For a typical English-speaking student, Group One languages take between 5-600 hours in the classroom. French, Spanish, Norwegian, Dutch, and other languages that are similar to English are classified as category one languages. Languages like Swahili, Indonesian, and even German, are included in group two. It is predicted that learning these would take 900 hours in the classroom
Students in the third tier, which includes Czech as well as Thai, Hindi, Finnish, and Russian, will require approximately 1100 classroom hours to achieve the high level of professional proficiency that FSI seeks. Finally, there’s group 4, which includes Mandarin Chinese, Korean, Arabic, and Japanese, among other languages. According to FSI, learning these takes a whopping 2200 hours.
But, to return to Czech, it takes 1100 hours to learn the language, which is about twice as long as learning a language like French. (However, it is just half as long as Arabic.) That’s a significant amount of time. (If you put in an hour a day, it will take you about three years.)
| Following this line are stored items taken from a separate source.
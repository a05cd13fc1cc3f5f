//! Open-Meteo forecast client
//!
//! Fetches current conditions and daily forecast arrays from the Open-Meteo
//! API. Responses are cached on disk for a configurable TTL, and transient
//! failures are retried with exponential backoff.

use std::time::Duration;

use chrono::{NaiveDate, Utc};
use reqwest::{Client, StatusCode};
use serde::Deserialize;
use thiserror::Error;
use tracing::{debug, instrument, warn};

use super::{nullable_series, CurrentConditions, DailySeries, Forecast, CURRENT_FIELDS, DAILY_FIELDS};
use crate::cache::CacheManager;
use crate::presentation::RenderError;

/// Base URL for the Open-Meteo forecast endpoint
pub const OPEN_METEO_BASE_URL: &str = "https://api.open-meteo.com/v1/forecast";

/// Default time-to-live for cached forecast responses in minutes
pub const DEFAULT_CACHE_TTL_MINUTES: u64 = 60;

/// Errors that can occur when fetching and displaying forecast data
#[derive(Debug, Error)]
pub enum WeatherError {
    /// Network, DNS or timeout failure
    #[error("HTTP request failed: {0}")]
    Transport(#[from] reqwest::Error),

    /// The API answered with a non-success status
    #[error("Forecast API returned HTTP {0}")]
    HttpStatus(StatusCode),

    /// The body is not JSON of the expected schema
    #[error("Failed to parse forecast response: {0}")]
    MalformedResponse(#[from] serde_json::Error),

    /// The response has fewer or inconsistent elements than requested
    #[error("Unexpected response shape: {0}")]
    ResponseShape(String),

    /// The dashboard rejected the update
    #[error(transparent)]
    Render(#[from] RenderError),
}

/// Broad failure categories used for reporting
#[derive(Debug, Clone, Copy, PartialEq, Eq)]
pub enum ErrorKind {
    /// The API could not be reached or refused the request
    Transport,
    /// The API answered, but not with what was asked for
    ResponseShape,
    /// The formatted values did not fit the dashboard layout
    Render,
}

impl WeatherError {
    /// Returns the failure category of this error
    pub fn kind(&self) -> ErrorKind {
        match self {
            WeatherError::Transport(_) | WeatherError::HttpStatus(_) => ErrorKind::Transport,
            WeatherError::MalformedResponse(_) | WeatherError::ResponseShape(_) => {
                ErrorKind::ResponseShape
            }
            WeatherError::Render(_) => ErrorKind::Render,
        }
    }
}

/// Parameters of one forecast request
#[derive(Debug, Clone, PartialEq)]
pub struct ForecastRequest {
    /// Latitude in decimal degrees
    pub latitude: f64,
    /// Longitude in decimal degrees
    pub longitude: f64,
    /// IANA timezone name, or "auto"
    pub timezone: String,
    /// Number of forecast days, today included
    pub forecast_days: u8,
}

impl ForecastRequest {
    /// Query parameters in the order the API documents them
    pub fn query_pairs(&self) -> Vec<(&'static str, String)> {
        vec![
            ("latitude", self.latitude.to_string()),
            ("longitude", self.longitude.to_string()),
            ("current", CURRENT_FIELDS.join(",")),
            ("daily", DAILY_FIELDS.join(",")),
            ("timezone", self.timezone.clone()),
            ("forecast_days", self.forecast_days.to_string()),
        ]
    }

    /// File-name-safe cache key for this request
    pub fn cache_key(&self) -> String {
        CacheManager::key(&[
            "forecast",
            &self.latitude.to_string(),
            &self.longitude.to_string(),
            &self.timezone,
            &self.forecast_days.to_string(),
        ])
    }

    /// Canonical query string stored with cached responses
    pub fn cache_identity(&self) -> String {
        self.query_pairs()
            .iter()
            .map(|(name, value)| format!("{}={}", name, value))
            .collect::<Vec<_>>()
            .join("&")
    }
}

/// Retry schedule for transient failures
#[derive(Debug, Clone, Copy, PartialEq)]
pub struct RetryPolicy {
    /// Attempts after the first one
    pub retries: u32,
    /// Base of the exponential backoff in seconds
    pub backoff_factor: f64,
}

impl Default for RetryPolicy {
    fn default() -> Self {
        Self {
            retries: 5,
            backoff_factor: 0.2,
        }
    }
}

impl RetryPolicy {
    /// A policy that never retries
    pub fn none() -> Self {
        Self {
            retries: 0,
            backoff_factor: 0.0,
        }
    }

    /// Delay before retry number `attempt` (0-based): `backoff_factor * 2^attempt`
    pub fn delay(&self, attempt: u32) -> Duration {
        let exponent = i32::try_from(attempt).unwrap_or(i32::MAX);
        let secs = self.backoff_factor * 2f64.powi(exponent);
        if secs.is_finite() && secs > 0.0 {
            Duration::from_secs_f64(secs.min(60.0))
        } else {
            Duration::ZERO
        }
    }
}

/// Whether a status is worth retrying
fn is_retryable(status: StatusCode) -> bool {
    status.is_server_error() || status == StatusCode::TOO_MANY_REQUESTS
}

/// Client for fetching forecasts from the Open-Meteo API
#[derive(Debug, Clone)]
pub struct ForecastClient {
    client: Client,
    base_url: String,
    retry: RetryPolicy,
    cache: Option<CacheManager>,
    cache_ttl_minutes: u64,
}

impl Default for ForecastClient {
    fn default() -> Self {
        Self::new()
    }
}

impl ForecastClient {
    /// Create a new ForecastClient with default settings and no cache
    pub fn new() -> Self {
        Self::with_client(Client::new())
    }

    /// Create a new ForecastClient with a custom HTTP client
    pub fn with_client(client: Client) -> Self {
        Self {
            client,
            base_url: OPEN_METEO_BASE_URL.to_string(),
            retry: RetryPolicy::default(),
            cache: None,
            cache_ttl_minutes: DEFAULT_CACHE_TTL_MINUTES,
        }
    }

    /// Create a new ForecastClient whose requests time out after `timeout`
    pub fn with_timeout(timeout: Duration) -> Result<Self, WeatherError> {
        let client = Client::builder().timeout(timeout).build()?;
        Ok(Self::with_client(client))
    }

    /// Point the client at a different endpoint
    pub fn with_base_url(mut self, base_url: impl Into<String>) -> Self {
        self.base_url = base_url.into();
        self
    }

    /// Replace the retry policy
    pub fn with_retry(mut self, retry: RetryPolicy) -> Self {
        self.retry = retry;
        self
    }

    /// Enable the on-disk response cache
    pub fn with_cache(mut self, cache: CacheManager, ttl_minutes: u64) -> Self {
        self.cache = Some(cache);
        self.cache_ttl_minutes = ttl_minutes;
        self
    }

    /// Fetch the forecast described by `request`
    ///
    /// # Behavior
    /// - A fresh cache entry is returned without touching the network
    /// - Otherwise the API is queried, retrying transient failures
    /// - On failure, an expired cache entry is returned if one exists
    ///
    /// # Returns
    /// * `Ok(Forecast)` - Parsed forecast data
    /// * `Err(WeatherError)` - If every attempt fails and nothing is cached
    #[instrument(skip(self, request), fields(lat = %request.latitude, lon = %request.longitude, days = request.forecast_days))]
    pub async fn fetch_forecast(&self, request: &ForecastRequest) -> Result<Forecast, WeatherError> {
        if let Some(ref cache) = self.cache {
            if let Some(cached) = cache.read(request) {
                if !cached.is_expired {
                    debug!(cached_at = %cached.cached_at, "Serving forecast from cache");
                    return Ok(cached.forecast);
                }
            }
        }

        match self.fetch_from_api(request).await {
            Ok(forecast) => {
                if let Some(ref cache) = self.cache {
                    if let Err(e) = cache.write(request, &forecast, self.cache_ttl_minutes) {
                        warn!(error = %e, "Failed to write forecast cache");
                    }
                }
                Ok(forecast)
            }
            Err(api_error) => {
                if let Some(ref cache) = self.cache {
                    if let Some(cached) = cache.read(request) {
                        warn!(
                            error = %api_error,
                            cached_at = %cached.cached_at,
                            "Forecast fetch failed, using expired cache entry"
                        );
                        return Ok(cached.forecast);
                    }
                }
                Err(api_error)
            }
        }
    }

    /// Queries the API, retrying transport errors and retryable statuses
    async fn fetch_from_api(&self, request: &ForecastRequest) -> Result<Forecast, WeatherError> {
        let query = request.query_pairs();
        let mut attempt = 0;

        loop {
            debug!(url = %self.base_url, attempt, "Requesting forecast");

            let error = match self.client.get(&self.base_url).query(&query).send().await {
                Ok(response) if response.status().is_success() => {
                    let text = response.text().await?;
                    let api_response: OpenMeteoResponse = serde_json::from_str(&text)?;
                    return parse_response(api_response);
                }
                Ok(response) => {
                    let status = response.status();
                    if !is_retryable(status) {
                        return Err(WeatherError::HttpStatus(status));
                    }
                    WeatherError::HttpStatus(status)
                }
                Err(e) => WeatherError::Transport(e),
            };

            if attempt >= self.retry.retries {
                return Err(error);
            }

            let delay = self.retry.delay(attempt);
            warn!(error = %error, attempt, delay_ms = delay.as_millis() as u64, "Forecast request failed, retrying");
            tokio::time::sleep(delay).await;
            attempt += 1;
        }
    }
}

/// Convert the raw API response into a Forecast
fn parse_response(response: OpenMeteoResponse) -> Result<Forecast, WeatherError> {
    let current = response.current;
    let daily = response.daily;

    let len = daily.time.len();

    // All daily arrays must line up with the date sequence
    if daily.temperature_2m_max.len() != len
        || daily.temperature_2m_min.len() != len
        || daily.apparent_temperature_max.len() != len
        || daily.apparent_temperature_min.len() != len
    {
        return Err(WeatherError::ResponseShape(
            "daily arrays have inconsistent lengths".to_string(),
        ));
    }

    Ok(Forecast {
        current: CurrentConditions {
            temperature: current.temperature_2m,
            apparent_temperature: current.apparent_temperature,
            precipitation: current.precipitation,
            wind_speed: current.wind_speed_10m,
            wind_direction: current.wind_direction_10m,
        },
        daily: DailySeries {
            dates: daily.time,
            temperature_max: daily.temperature_2m_max,
            temperature_min: daily.temperature_2m_min,
            apparent_max: daily.apparent_temperature_max,
            apparent_min: daily.apparent_temperature_min,
        },
        fetched_at: Utc::now(),
    })
}

/// Open-Meteo API response structure
#[derive(Debug, Deserialize)]
struct OpenMeteoResponse {
    current: CurrentWeather,
    daily: DailyWeather,
}

/// Current weather data from Open-Meteo
#[derive(Debug, Deserialize)]
struct CurrentWeather {
    temperature_2m: f64,
    apparent_temperature: f64,
    precipitation: f64,
    wind_speed_10m: f64,
    wind_direction_10m: f64,
}

/// Daily weather data from Open-Meteo
#[derive(Debug, Deserialize)]
struct DailyWeather {
    time: Vec<NaiveDate>,
    #[serde(deserialize_with = "nullable_series")]
    temperature_2m_max: Vec<f64>,
    #[serde(deserialize_with = "nullable_series")]
    temperature_2m_min: Vec<f64>,
    #[serde(deserialize_with = "nullable_series")]
    apparent_temperature_max: Vec<f64>,
    #[serde(deserialize_with = "nullable_series")]
    apparent_temperature_min: Vec<f64>,
}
However, it is unlikely to apply to you because your end target and approach would vary from those used by FSI. However, it does give us an indication of where the Czech language ranks in terms of difficulty.
Let’s see now what you could find difficult if you’re learning Czech.
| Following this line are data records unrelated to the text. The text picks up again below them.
//! Application state management for wxpanel
//!
//! This module contains the main application state, handling keyboard input
//! and applying results from the background refresh task.

use chrono::{DateTime, Duration, Local, Utc};
use crossterm::event::{KeyCode, KeyEvent};
use tracing::warn;

use crate::data::forecast::DEFAULT_CACHE_TTL_MINUTES;
use crate::presentation::{Dashboard, ForecastUpdate};
use crate::refresh::RefreshMessage;

/// Application state enum representing the current view
#[derive(Debug, Clone, Copy, PartialEq, Eq)]
pub enum AppState {
    /// Waiting for the first fetch to finish
    Loading,
    /// Panels are on screen, filled or not
    Dashboard,
}

/// Severity of the footer status line
#[derive(Debug, Clone, Copy, PartialEq, Eq)]
pub enum StatusLevel {
    Info,
    Warning,
    Error,
}

/// One-line message shown in the footer
#[derive(Debug, Clone, PartialEq, Eq)]
pub struct StatusMessage {
    pub level: StatusLevel,
    pub text: String,
}

impl StatusMessage {
    pub fn info(text: impl Into<String>) -> Self {
        Self {
            level: StatusLevel::Info,
            text: text.into(),
        }
    }

    pub fn warning(text: impl Into<String>) -> Self {
        Self {
            level: StatusLevel::Warning,
            text: text.into(),
        }
    }

    pub fn error(text: impl Into<String>) -> Self {
        Self {
            level: StatusLevel::Error,
            text: text.into(),
        }
    }
}

/// Main application struct managing state and data
#[derive(Debug)]
pub struct App {
    /// Current application state/view
    pub state: AppState,
    /// The panels being displayed
    pub dashboard: Dashboard,
    /// Flag indicating the application should quit
    pub should_quit: bool,
    /// Flag to show help overlay
    pub show_help: bool,
    /// Flag indicating a refresh has been requested
    pub refresh_requested: bool,
    /// A fetch is currently running
    pub refreshing: bool,
    /// Age past which shown data counts as stale
    pub stale_after: Duration,
    /// Footer message from the last refresh
    pub status: Option<StatusMessage>,
    /// Location shown in the header
    pub location_label: String,
}

impl App {
    /// Creates an App around an initialized (empty) dashboard
    ///
    /// # Arguments
    /// * `dashboard` - Layout created by `Dashboard::initialize_layout`
    /// * `location_label` - Header text naming the location
    pub fn new(dashboard: Dashboard, location_label: impl Into<String>) -> Self {
        Self {
            state: AppState::Loading,
            dashboard,
            should_quit: false,
            show_help: false,
            refresh_requested: false,
            refreshing: false,
            stale_after: Duration::minutes(DEFAULT_CACHE_TTL_MINUTES as i64),
            status: None,
            location_label: location_label.into(),
        }
    }

    /// Treats data older than `minutes` (at least one) as stale
    ///
    /// Matches the cache TTL, so only an expired cache entry served while
    /// the API is down shows up as stale.
    pub fn with_stale_after(mut self, minutes: u64) -> Self {
        let minutes = i64::try_from(minutes.max(1)).unwrap_or(i64::MAX / 60_000);
        self.stale_after = Duration::minutes(minutes);
        self
    }

    /// Whether the shown data was fetched more than `stale_after` before `now`
    pub fn is_stale(&self, now: DateTime<Utc>) -> bool {
        self.dashboard
            .updated_at()
            .is_some_and(|fetched_at| now - fetched_at > self.stale_after)
    }

    /// Handles keyboard input and updates state accordingly
    ///
    /// Key mappings:
    /// - `q` or `Esc`: Quit the application
    /// - `r`: Refresh the forecast
    /// - `?`: Show help overlay
    pub fn handle_key(&mut self, key_event: KeyEvent) {
        // Handle help overlay - intercepts all keys when shown
        if self.show_help {
            if matches!(
                key_event.code,
                KeyCode::Esc | KeyCode::Char('?') | KeyCode::Char('q')
            ) {
                self.show_help = false;
            }
            return;
        }

        match key_event.code {
            KeyCode::Char('q') | KeyCode::Esc => {
                self.should_quit = true;
            }
            KeyCode::Char('r') if self.state == AppState::Dashboard => {
                self.refresh_requested = true;
            }
            KeyCode::Char('?') if self.state == AppState::Dashboard => {
                self.show_help = true;
            }
            _ => {}
        }
    }

    /// Takes the pending refresh request, if any
    ///
    /// Requests made while a fetch is running are dropped.
    pub fn take_refresh_request(&mut self) -> bool {
        let requested = self.refresh_requested && !self.refreshing;
        self.refresh_requested = false;
        requested
    }

    /// Applies a message from the background refresh task
    pub fn handle_refresh_message(&mut self, message: RefreshMessage) {
        match message {
            RefreshMessage::RefreshStarted => {
                self.refreshing = true;
                self.status = Some(StatusMessage::info("Refreshing..."));
            }
            RefreshMessage::Updated(update) => {
                self.refreshing = false;
                self.apply_update(&update);
                self.state = AppState::Dashboard;
            }
            RefreshMessage::RefreshFailed(error) => {
                self.refreshing = false;
                self.status = Some(StatusMessage::error(format!("Refresh failed: {}", error)));
                self.state = AppState::Dashboard;
            }
        }
    }

    fn apply_update(&mut self, update: &ForecastUpdate) {
        match self.dashboard.apply_update(update) {
            Ok(()) if self.is_stale(Utc::now()) => {
                let fetched = update.fetched_at.with_timezone(&Local);
                warn!(fetched_at = %update.fetched_at, "Showing stale forecast");
                self.status = Some(StatusMessage::warning(format!(
                    "Offline: showing forecast from {}",
                    fetched.format("%a %H:%M")
                )));
            }
            Ok(()) => {
                self.status = None;
            }
            Err(e) => {
                warn!(error = %e, "Update rejected by dashboard");
                self.status = Some(StatusMessage::error(format!("Display error: {}", e)));
            }
        }
    }
}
A complex system of case endings for nouns is used in all North Slavic languages (languages that form a dialectal continuum ranging from Czech and Polish in the west to Russian in the east). The grammatical role of the noun is described by these endings (which would be specified by a preposition in English). For example, in Czech, “a book” is “kniha,” but “of a book” is “knihy,” “to a book” is “knize,” and so on. If all nouns were declined in the same way, it wouldn’t be so bad. Unfortunately, there are over 16 different patterns (paradigms) for Czech declension, each with seven singular forms and seven plural forms.
Czech verbs are conjugated according to number and person. In English, you only have to remember to add an “s” in the third person singular (and not to change the verb at all for modal verbs), and that’s basically it (with the exception of “to be”). The good news is that the Czech tense system isn’t too complicated: you won’t have to learn different endings for imperfect, subjunctive, and other tenses as you would in a Romance language.
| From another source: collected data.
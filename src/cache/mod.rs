//! Cache module for storing forecast responses to disk
//!
//! Each forecast request is persisted to its own file with a configurable TTL
//! (time-to-live). Expired entries are still returned with an `is_expired`
//! flag, so the application can keep showing a stale forecast while the API is
//! unreachable.

mod manager;

pub use manager::{CacheManager, CachedForecast};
Irregularity and stem changes
Even if you know what declension class a noun belongs to, mechanically declining it can be difficult at times. Why? Because many nouns are irregular. Fortunately, there aren’t many of them. However, in Czech, there is a clear tendency to avoid such letter classes, resulting in changes not only in noun endings but also in the stem itself.
Other factors contribute to Czech being “unnecessarily” difficult. Each noun, for example, has at least two diminutive forms (expressing different degrees of smallness/cuteness). This wouldn’t be so bad if diminutive suffixes like -ka, -ko, -ek, -k, -inka, -enka, -eka, -ika, -ul-, -unka, -ek, -nek weren’t so numerous. Unfortunately, you have to remember the correct suffixes for each noun.
Also, some nouns in Czech exist only in the plural form, even though they can express also the singular (like “clothes” in English). This can be very confusing sometimes because many of these also have a singular that has a different meaning.
As you’ve probably gathered from this post, learning Czech isn’t something you can do in a weekend, and it’s also not easy. But it’s not so much grammar, pronunciation, or vocabulary that causes language difficulty. It’s all about determination, perseverance, and consistency.
You must be committed to learning Czech for the long term. The results will not be available today, tomorrow, or next month. But if you keep at it, you’ll eventually be able to call yourself fluent in Czech!